La producción agropecuaria es la principal fuente de riqueza e ingreso genuino de divisas, pero también es motivo de una histórica disputa con diferentes gobiernos por las pesadas cargas tributarias que aplican en forma directa o indirecta, los gobiernos nacional, provinciales y municipales. Esta situación que para el sector es una exacción, tuvo un pico conflictivo con la polémica Resolución 125 sobre retenciones móviles a las exportaciones.

Pero más allá de este enfrentamiento de las entidades rurales con las autoridades, ahora se conoce un estudio sobre los tributos y gastos que inciden en la renta agrícola, a partir de una investigación de la Fundación Agropecuaria para el Desarrollo de la Argentina (FADA). De acuerdo al trabajo el Estado se queda con el 76,3 por ciento de la renta agrícola por vía del pago de impuestos y contribuciones a distintas jurisdicciones, a lo que se suman los costos de intervención y pone énfasis al señalar que en por cada 100 pesos de renta que produce una hectárea en la pampa húmeda, el erario recibe, en forma directa o indirecta a través de subsidios a otras actividades de la cadena, un monto de 76,30 pesos.

El dato surge de la primera medición realizada por la entidad, correspondiente al mes de marzo último, tras contabilizar la suma de todos los impuestos y los costos de intermediación que debe encarar el productor local. Sostiene que sobre un monto total de 4.063,7 pesos que ofrece la renta por hectárea, un 68,2% se dispone el pago de impuestos nacionales (es decir unos 2.771,3 pesos) y otro 19,4% es para la renta de la tierra, o sea 787,2 pesos.

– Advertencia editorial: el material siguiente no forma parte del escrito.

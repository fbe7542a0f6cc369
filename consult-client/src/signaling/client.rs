use consult_core::{
    ClientMessage, IceServerConfig, ParticipantId, ServerMessage, SessionId, SignalEnvelope,
    SignalKind,
};
use futures::future::{BoxFuture, FutureExt, Shared};
use serde_json::Value;
use std::sync::{Arc, RwLock};
use tokio::sync::{Mutex, mpsc};
use tokio::task::JoinHandle;
use tokio::time::{Instant, timeout, timeout_at};
use tracing::{debug, info, warn};

use crate::config::SignalingClientConfig;
use crate::error::ClientError;
use crate::fallback::first_success;
use crate::signaling::connector::{Connector, TaskGuard, TransportLink};
use crate::signaling::handlers::{self, EventHandlers, SharedHandlers};
use crate::signaling::identity::IdentityProvider;

/// What the relay reported when the join completed.
#[derive(Debug, Clone, PartialEq, Eq)]
pub struct JoinAck {
    pub session_id: SessionId,
    pub participant_id: ParticipantId,
    pub members: usize,
    /// Members other than us at join time.
    pub peers: Vec<ParticipantId>,
}

type PendingConnect = Shared<BoxFuture<'static, Result<JoinAck, ClientError>>>;

struct ActiveLink {
    outbound: mpsc::UnboundedSender<ClientMessage>,
    reader: JoinHandle<()>,
    _guard: TaskGuard,
}

impl ActiveLink {
    fn is_alive(&self) -> bool {
        !self.outbound.is_closed() && !self.reader.is_finished()
    }
}

impl Drop for ActiveLink {
    fn drop(&mut self) {
        self.reader.abort();
    }
}

/// A transport whose join succeeded but is not installed yet. `backlog`
/// holds relay messages that arrived before the ack.
struct JoinedLink {
    outbound: mpsc::UnboundedSender<ClientMessage>,
    inbound: mpsc::UnboundedReceiver<ServerMessage>,
    guard: TaskGuard,
    backlog: Vec<ServerMessage>,
    ice_servers: Vec<IceServerConfig>,
}

#[derive(Default)]
struct ClientState {
    /// Bumped whenever the current link or pending attempt is abandoned.
    epoch: u64,
    link: Option<ActiveLink>,
    joined: Option<JoinAck>,
    pending: Option<(SessionId, PendingConnect)>,
    ice_servers: Vec<IceServerConfig>,
}

impl ClientState {
    fn current_for(&self, session_id: &SessionId) -> Option<JoinAck> {
        let link = self.link.as_ref()?;
        let joined = self.joined.as_ref()?;
        (link.is_alive() && &joined.session_id == session_id).then(|| joined.clone())
    }

    fn reset(&mut self) {
        self.epoch += 1;
        self.link = None;
        self.joined = None;
        self.pending = None;
    }
}

struct ClientInner {
    connector: Arc<dyn Connector>,
    identity: Arc<dyn IdentityProvider>,
    config: SignalingClientConfig,
    state: Mutex<ClientState>,
    handlers: SharedHandlers,
}

/// One participant's connection to the relay. Clones share the connection.
#[derive(Clone)]
pub struct SignalingClient {
    inner: Arc<ClientInner>,
}

impl SignalingClient {
    pub fn new(
        connector: Arc<dyn Connector>,
        identity: Arc<dyn IdentityProvider>,
        config: SignalingClientConfig,
    ) -> Self {
        Self {
            inner: Arc::new(ClientInner {
                connector,
                identity,
                config,
                state: Mutex::new(ClientState::default()),
                handlers: Arc::new(RwLock::new(EventHandlers::default())),
            }),
        }
    }

    /// Joins `session_id`. Already joined to it: returns at once. A join to
    /// it in flight: waits for that attempt instead of opening another
    /// transport. Joined elsewhere: tears that connection down first.
    pub async fn connect(&self, session_id: &SessionId) -> Result<JoinAck, ClientError> {
        let mut state = self.inner.state.lock().await;

        if let Some(ack) = state.current_for(session_id) {
            debug!("Already connected to {}", session_id);
            return Ok(ack);
        }

        let in_flight = state
            .pending
            .as_ref()
            .filter(|(pending_session, _)| pending_session == session_id)
            .map(|(_, pending)| pending.clone());

        if let Some(pending) = in_flight {
            drop(state);
            debug!("Joining in-flight connect to {}", session_id);
            return pending.await;
        }

        if state.link.is_some() || state.pending.is_some() {
            info!("Leaving current session to connect to {}", session_id);
        }
        state.reset();

        let attempt = Self::establish(self.inner.clone(), session_id.clone(), state.epoch)
            .boxed()
            .shared();
        state.pending = Some((session_id.clone(), attempt.clone()));
        drop(state);

        attempt.await
    }

    /// Sends one negotiation message through the relay. `target` of `None`
    /// reaches every other member.
    pub async fn send_signal(
        &self,
        kind: SignalKind,
        payload: Value,
        target: Option<ParticipantId>,
    ) -> Result<(), ClientError> {
        let state = self.inner.state.lock().await;
        let (Some(link), Some(joined)) = (&state.link, &state.joined) else {
            return Err(ClientError::NotConnected);
        };

        let envelope = SignalEnvelope::new(
            kind,
            joined.session_id.clone(),
            joined.participant_id.clone(),
            target,
            payload,
        );

        link.outbound
            .send(ClientMessage::Signal(envelope))
            .map_err(|_| ClientError::NotConnected)
    }

    /// Drops every handler and closes the transport. Safe to call any
    /// number of times.
    pub async fn disconnect(&self) {
        match self.inner.handlers.write() {
            Ok(mut handlers) => *handlers = EventHandlers::default(),
            Err(poisoned) => *poisoned.into_inner() = EventHandlers::default(),
        }

        let mut state = self.inner.state.lock().await;
        if let Some(joined) = &state.joined {
            info!(
                "{} disconnecting from {}",
                joined.participant_id, joined.session_id
            );
        }
        state.reset();
    }

    pub async fn is_connected(&self) -> bool {
        let state = self.inner.state.lock().await;
        state.joined.is_some() && state.link.as_ref().is_some_and(ActiveLink::is_alive)
    }

    /// The current join, if any.
    pub async fn session(&self) -> Option<JoinAck> {
        self.inner.state.lock().await.joined.clone()
    }

    pub async fn session_id(&self) -> Option<SessionId> {
        self.session().await.map(|ack| ack.session_id)
    }

    pub async fn participant_id(&self) -> Option<ParticipantId> {
        self.session().await.map(|ack| ack.participant_id)
    }

    /// ICE servers advertised by the relay on the last successful connect.
    pub async fn ice_servers(&self) -> Vec<IceServerConfig> {
        self.inner.state.lock().await.ice_servers.clone()
    }

    pub fn on_user_joined(&self, f: impl Fn(ParticipantId) + Send + Sync + 'static) {
        self.set_handlers(|h| h.user_joined = Some(Arc::new(f)));
    }

    pub fn on_user_left(&self, f: impl Fn(ParticipantId) + Send + Sync + 'static) {
        self.set_handlers(|h| h.user_left = Some(Arc::new(f)));
    }

    pub fn on_signal(&self, f: impl Fn(SignalEnvelope) + Send + Sync + 'static) {
        self.set_handlers(|h| h.signal = Some(Arc::new(f)));
    }

    pub fn on_error(&self, f: impl Fn(ClientError) + Send + Sync + 'static) {
        self.set_handlers(|h| h.error = Some(Arc::new(f)));
    }

    fn set_handlers(&self, update: impl FnOnce(&mut EventHandlers)) {
        match self.inner.handlers.write() {
            Ok(mut handlers) => update(&mut handlers),
            Err(poisoned) => update(&mut poisoned.into_inner()),
        }
    }

    async fn establish(
        inner: Arc<ClientInner>,
        session_id: SessionId,
        epoch: u64,
    ) -> Result<JoinAck, ClientError> {
        let result = Self::open_and_join(&inner, &session_id).await;

        let mut state = inner.state.lock().await;
        if state.epoch != epoch {
            debug!("Connect to {} was overtaken, dropping it", session_id);
            return Err(ClientError::Cancelled);
        }
        state.pending = None;

        let (ack, joined) = result.inspect_err(|e| {
            warn!("Failed to connect to {}: {}", session_id, e);
        })?;

        let JoinedLink {
            outbound,
            mut inbound,
            guard,
            backlog,
            ice_servers,
        } = joined;

        let handlers = inner.handlers.clone();
        let reader = tokio::spawn(async move {
            for msg in backlog {
                handlers::dispatch(&handlers, msg);
            }
            while let Some(msg) = inbound.recv().await {
                handlers::dispatch(&handlers, msg);
            }
            warn!("Relay connection lost");
            handlers::report(&handlers, ClientError::ConnectionLost);
        });

        info!(
            "{} joined {} ({} members)",
            ack.participant_id, ack.session_id, ack.members
        );

        state.link = Some(ActiveLink {
            outbound,
            reader,
            _guard: guard,
        });
        state.joined = Some(ack.clone());
        state.ice_servers = ice_servers;

        Ok(ack)
    }

    async fn open_and_join(
        inner: &ClientInner,
        session_id: &SessionId,
    ) -> Result<(JoinAck, JoinedLink), ClientError> {
        let participant = inner
            .identity
            .identity_for(session_id)
            .await
            .ok_or(ClientError::AuthRequired)?;

        let config = &inner.config;
        let connector = &inner.connector;

        let (_, link) = first_success(
            1..=config.max_attempts.max(1),
            config.retry_backoff,
            |attempt| async move {
                debug!("Opening relay transport, attempt {}", attempt);
                match timeout(config.connect_timeout, connector.open()).await {
                    Ok(result) => result,
                    Err(_) => Err(ClientError::ConnectTimeout),
                }
            },
        )
        .await
        .map_err(|mut failures| failures.pop().unwrap_or(ClientError::ConnectTimeout))?;

        let TransportLink { tx, mut rx, guard } = link;

        tx.send(ClientMessage::JoinSession {
            session_id: session_id.to_string(),
            participant_id: participant.to_string(),
        })
        .map_err(|_| ClientError::ConnectionLost)?;

        let deadline = Instant::now() + config.connect_timeout;
        let mut backlog = Vec::new();
        let mut ice_servers = Vec::new();

        let ack = loop {
            let msg = match timeout_at(deadline, rx.recv()).await {
                Err(_) => return Err(ClientError::ConnectTimeout),
                Ok(None) => return Err(ClientError::ConnectionLost),
                Ok(Some(msg)) => msg,
            };

            match msg {
                ServerMessage::IceConfig { ice_servers: servers } => ice_servers = servers,
                ServerMessage::Joined {
                    session_id,
                    participant_id,
                    members,
                    peers,
                } => {
                    break JoinAck {
                        session_id,
                        participant_id,
                        members,
                        peers,
                    };
                }
                ServerMessage::Error { code, message } => {
                    return Err(ClientError::Rejected { code, message });
                }
                other => backlog.push(other),
            }
        };

        Ok((
            ack,
            JoinedLink {
                outbound: tx,
                inbound: rx,
                guard,
                backlog,
                ice_servers,
            },
        ))
    }
}
pub mod error;
pub mod lifecycle;
pub mod model;

pub use error::SignalingError;
pub use lifecycle::{NoopLifecycle, SessionLifecycle};
pub use model::*;
//! Fan-out of accepted batches to session subscribers.
//!
//! Each subscriber owns a bounded queue. Publishing never waits: a queue that
//! is full means the subscriber fell behind, and it is dropped so it can
//! resynchronize through a full-state fetch instead of stalling the session.

use std::sync::Arc;

use tokio::sync::mpsc::{self, error::TrySendError};
use vtt_kernel::SessionSnapshot;
use vtt_types::{FullState, ParticipantId, StateUpdateBroadcast};

pub type SubscriberId = u64;

/// A live feed of accepted batches, starting right after `snapshot`.
#[derive(Debug)]
pub struct Subscription {
    pub id: SubscriberId,
    pub snapshot: FullState,
    updates: mpsc::Receiver<Arc<StateUpdateBroadcast>>,
}

impl Subscription {
    /// Next broadcast in apply order; `None` once the subscription is closed.
    pub async fn next(&mut self) -> Option<Arc<StateUpdateBroadcast>> {
        self.updates.recv().await
    }

    pub fn try_next(&mut self) -> Option<Arc<StateUpdateBroadcast>> {
        self.updates.try_recv().ok()
    }
}

#[derive(Debug, Clone, Copy, PartialEq, Eq)]
pub enum DropReason {
    Lagged,
    Closed,
}

#[derive(Debug, Default, Clone, Copy, PartialEq, Eq)]
pub struct PublishStats {
    pub delivered: usize,
    pub skipped: usize,
    pub dropped: usize,
}

struct Subscriber {
    id: SubscriberId,
    participant: ParticipantId,
    tx: mpsc::Sender<Arc<StateUpdateBroadcast>>,
}

pub(crate) struct BroadcastRouter {
    subscribers: Vec<Subscriber>,
    next_id: SubscriberId,
    queue_capacity: usize,
    echo_to_writer: bool,
}

impl BroadcastRouter {
    pub(crate) fn new(queue_capacity: usize, echo_to_writer: bool) -> Self {
        Self {
            subscribers: Vec::new(),
            next_id: 1,
            queue_capacity: queue_capacity.max(1),
            echo_to_writer,
        }
    }

    pub(crate) fn len(&self) -> usize {
        self.subscribers.len()
    }

    pub(crate) fn subscribe(&mut self, participant: ParticipantId, snapshot: FullState) -> Subscription {
        let (tx, updates) = mpsc::channel(self.queue_capacity);
        let id = self.next_id;
        self.next_id += 1;
        self.subscribers.push(Subscriber {
            id,
            participant,
            tx,
        });
        Subscription {
            id,
            snapshot,
            updates,
        }
    }

    /// Deliver one accepted batch to every subscriber in registration order.
    pub(crate) fn publish(&mut self, writer: &ParticipantId, message: StateUpdateBroadcast) -> PublishStats {
        let message = Arc::new(message);
        let echo = self.echo_to_writer;
        let mut stats = PublishStats::default();
        self.subscribers.retain(|sub| {
            if !echo && sub.participant == *writer {
                stats.skipped += 1;
                return true;
            }
            match sub.tx.try_send(Arc::clone(&message)) {
                Ok(()) => {
                    stats.delivered += 1;
                    true
                }
                Err(err) => {
                    let reason = match err {
                        TrySendError::Full(_) => DropReason::Lagged,
                        TrySendError::Closed(_) => DropReason::Closed,
                    };
                    if reason == DropReason::Lagged {
                        tracing::warn!(
                            session = %message.session_id,
                            subscriber = sub.id,
                            participant = %sub.participant,
                            "subscriber lagged; dropping"
                        );
                    }
                    stats.dropped += 1;
                    false
                }
            }
        });
        stats
    }

    /// Drop subscribers that are no longer allowed to read the session.
    pub(crate) fn retain_readable(&mut self, snapshot: &SessionSnapshot) {
        self.subscribers.retain(|sub| snapshot.can_read(&sub.participant));
    }

    /// Close every subscription; receivers observe end-of-stream.
    pub(crate) fn close_all(&mut self) {
        self.subscribers.clear();
    }
}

Pero, además, el productor también debe atender el pago de otro 4,3% o $176,2 para el pago de la renta de explotación del capital invertido, otro 6% (249 pesos) por costos de intervención y debe destinar el 2%, $80 a las obligaciones provinciales.

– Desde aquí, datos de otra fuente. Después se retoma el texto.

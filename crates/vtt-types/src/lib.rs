//! Session-state data model shared by the engine, the store, and the wire.
//!
//! The value tree is a closed set of container and scalar kinds so that
//! patch operations can walk it structurally; the message types mirror the
//! JSON shapes exchanged with writers and observers.

mod error;
mod message;
mod op;
mod path;
mod session;
mod value;
mod version;

pub use error::ErrorCode;
pub use message::{
    FullState, FullStateRequest, FullStateResponse, ResponseError, SessionEnd, StateUpdate,
    StateUpdateBroadcast, StateUpdateResponse,
};
pub use op::{StateOperation, Verb};
pub use path::{Path, PathSegment};
pub use session::{ParticipantId, SessionId, SessionStatus};
pub use value::{Value, ValueError, ValueKind};
pub use version::{Version, VersionParseError};

pub use vtt_cbor::Hash;
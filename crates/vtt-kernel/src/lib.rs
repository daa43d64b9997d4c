//! Deterministic session engine: patch interpretation, atomic batches,
//! integrity hashing, writer gating, and reconciliation.
//!
//! Nothing in this crate performs I/O or spawns tasks; the host wraps each
//! [`SessionKernel`] in its own serialization unit.

pub mod error;
pub mod ops;
pub mod reconcile;
pub mod session;
pub mod state;
pub mod verify;

pub use error::{EngineError, OpFailure};
pub use ops::apply_operation;
pub use reconcile::reconcile;
pub use session::{SessionKernel, SessionSnapshot, SessionSpec};
pub use state::{Applied, Limits, StateStore, DEFAULT_MAX_OPS, DEFAULT_MAX_PATH_DEPTH};
pub use verify::{canonical_hash, verify_state};
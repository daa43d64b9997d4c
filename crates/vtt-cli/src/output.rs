//! Shared output helpers for human and JSON modes.
//!
//! Human mode prints primary data to stdout and notices to stderr. JSON mode
//! wraps responses in `{ data, warnings? }` and respects `--pretty`.

use std::io::Write;

use anyhow::Result;
use serde_json::{Value, json};

use crate::opts::GlobalOpts;

pub fn print_success(opts: &GlobalOpts, data: Value, mut warnings: Vec<String>) -> Result<()> {
    if opts.quiet {
        warnings.clear();
    }
    if opts.pretty || opts.json {
        print_json(opts, data, warnings)
    } else {
        print_human(data, warnings)
    }
}

fn print_json(opts: &GlobalOpts, data: Value, warnings: Vec<String>) -> Result<()> {
    let mut root = json!({ "data": data });
    if !warnings.is_empty() {
        if let Some(obj) = root.as_object_mut() {
            obj.insert(
                "warnings".into(),
                warnings.into_iter().map(Value::String).collect(),
            );
        }
    }
    if opts.pretty {
        println!("{}", serde_json::to_string_pretty(&root)?);
    } else {
        println!("{}", serde_json::to_string(&root)?);
    }
    Ok(())
}

fn print_human(data: Value, warnings: Vec<String>) -> Result<()> {
    let mut stderr = std::io::stderr();
    for w in warnings {
        writeln!(stderr, "notice: {w}")?;
    }
    match data {
        Value::String(s) => println!("{s}"),
        other => println!("{}", serde_json::to_string_pretty(&other)?),
    }
    Ok(())
}

/// One line per streamed event, regardless of `--pretty`.
pub fn print_line(value: &Value) -> Result<()> {
    let mut stdout = std::io::stdout().lock();
    writeln!(stdout, "{}", serde_json::to_string(value)?)?;
    stdout.flush()?;
    Ok(())
}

De esta forma, el análisis de la Fundación arriba a que la participación del Estado en la renta agrícola ronda el 76,3%, aportando un monto de 3.100 pesos por hectárea en impuestos y costos de intervención.

Sería importante evaluar con la misma óptica, la situación fiscal de las economías regionales, como San Juan donde inciden, además, la logística y los fletes, por la gran distancia que separa al agro de los centros de consumo y los puertos.